Trains each sub-map (MAP1.1, MAP1.2, ‚Ä¶) individually in sequence. One global checkpoint. Asks permission before moving to next parent map.

---
## Cell 1 ‚Äî Setup

In [None]:
import os, sys, time, torch
import torch.nn as nn
from pathlib import Path
import numpy as np

# ‚îÄ‚îÄ GPU: pick the one with the most free VRAM ‚îÄ‚îÄ‚îÄ‚îÄ‚îÄ‚îÄ‚îÄ‚îÄ‚îÄ‚îÄ‚îÄ‚îÄ‚îÄ‚îÄ‚îÄ‚îÄ‚îÄ‚îÄ‚îÄ‚îÄ‚îÄ‚îÄ‚îÄ‚îÄ‚îÄ‚îÄ‚îÄ‚îÄ‚îÄ‚îÄ‚îÄ‚îÄ
def get_best_gpu():
    import subprocess
    result = subprocess.run(
        ['nvidia-smi', '--query-gpu=memory.free', '--format=csv,nounits,noheader'],
        stdout=subprocess.PIPE, encoding='utf-8'
    )
    free_memories = [int(x) for x in result.stdout.strip().split('\n')]
    best_idx = max(range(len(free_memories)), key=lambda i: free_memories[i])
    free_gb = free_memories[best_idx] / 1024
    print(f"  GPU {best_idx} selected ‚Äî {free_gb:.1f} GB free (max of {len(free_memories)} GPUs)")
    return str(best_idx)

gpu_id = get_best_gpu()
os.environ["CUDA_VISIBLE_DEVICES"] = gpu_id
os.environ["PYTORCH_CUDA_ALLOC_CONF"] = "expandable_segments:True"
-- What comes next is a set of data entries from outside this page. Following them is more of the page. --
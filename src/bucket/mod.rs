//! Bucket Module
//!
//! Multi-tenancy for the storage engine: named buckets, each owning an
//! independent sharded store gated by a bucket-scoped auth token.

pub mod manager;

// Re-export commonly used types
pub use manager::{
    decode_token, Bucket, BucketManager, BucketMetadata, AUTH_TOKEN_SIZE, DEFAULT_BUCKET,
};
device = torch.device("cuda")
torch.backends.cudnn.benchmark = True

# ‚îÄ‚îÄ Project root discovery ‚îÄ‚îÄ‚îÄ‚îÄ‚îÄ‚îÄ‚îÄ‚îÄ‚îÄ‚îÄ‚îÄ‚îÄ‚îÄ‚îÄ‚îÄ‚îÄ‚îÄ‚îÄ‚îÄ‚îÄ‚îÄ‚îÄ‚îÄ‚îÄ‚îÄ‚îÄ‚îÄ‚îÄ‚îÄ‚îÄ‚îÄ‚îÄ‚îÄ‚îÄ‚îÄ‚îÄ‚îÄ‚îÄ‚îÄ‚îÄ‚îÄ‚îÄ‚îÄ‚îÄ‚îÄ‚îÄ‚îÄ‚îÄ‚îÄ‚îÄ‚îÄ‚îÄ
NOTEBOOK_DIR = Path.cwd()
for parent in [NOTEBOOK_DIR] + list(NOTEBOOK_DIR.parents):
    if (parent / "models").exists() and (parent / "models/__init__.py").exists():
        NOTEBOOK_DIR = parent
        break
if str(NOTEBOOK_DIR) not in sys.path:
    sys.path.insert(0, str(NOTEBOOK_DIR))

# ‚îÄ‚îÄ Directories ‚îÄ‚îÄ‚îÄ‚îÄ‚îÄ‚îÄ‚îÄ‚îÄ‚îÄ‚îÄ‚îÄ‚îÄ‚îÄ‚îÄ‚îÄ‚îÄ‚îÄ‚îÄ‚îÄ‚îÄ‚îÄ‚îÄ‚îÄ‚îÄ‚îÄ‚îÄ‚îÄ‚îÄ‚îÄ‚îÄ‚îÄ‚îÄ‚îÄ‚îÄ‚îÄ‚îÄ‚îÄ‚îÄ‚îÄ‚îÄ‚îÄ‚îÄ‚îÄ‚îÄ‚îÄ‚îÄ‚îÄ‚îÄ‚îÄ‚îÄ‚îÄ‚îÄ‚îÄ‚îÄ‚îÄ‚îÄ‚îÄ‚îÄ‚îÄ‚îÄ‚îÄ‚îÄ‚îÄ
DATA_DIR = Path("/jupyter/sods.user04/DATA/MAPC")
if not DATA_DIR.exists():
    DATA_DIR = Path("/DATA/MAPC")
CKPT_DIR = Path("/jupyter/sods.user04/check")
CKPT_DIR.mkdir(parents=True, exist_ok=True)
(NOTEBOOK_DIR / "logs").mkdir(exist_ok=True)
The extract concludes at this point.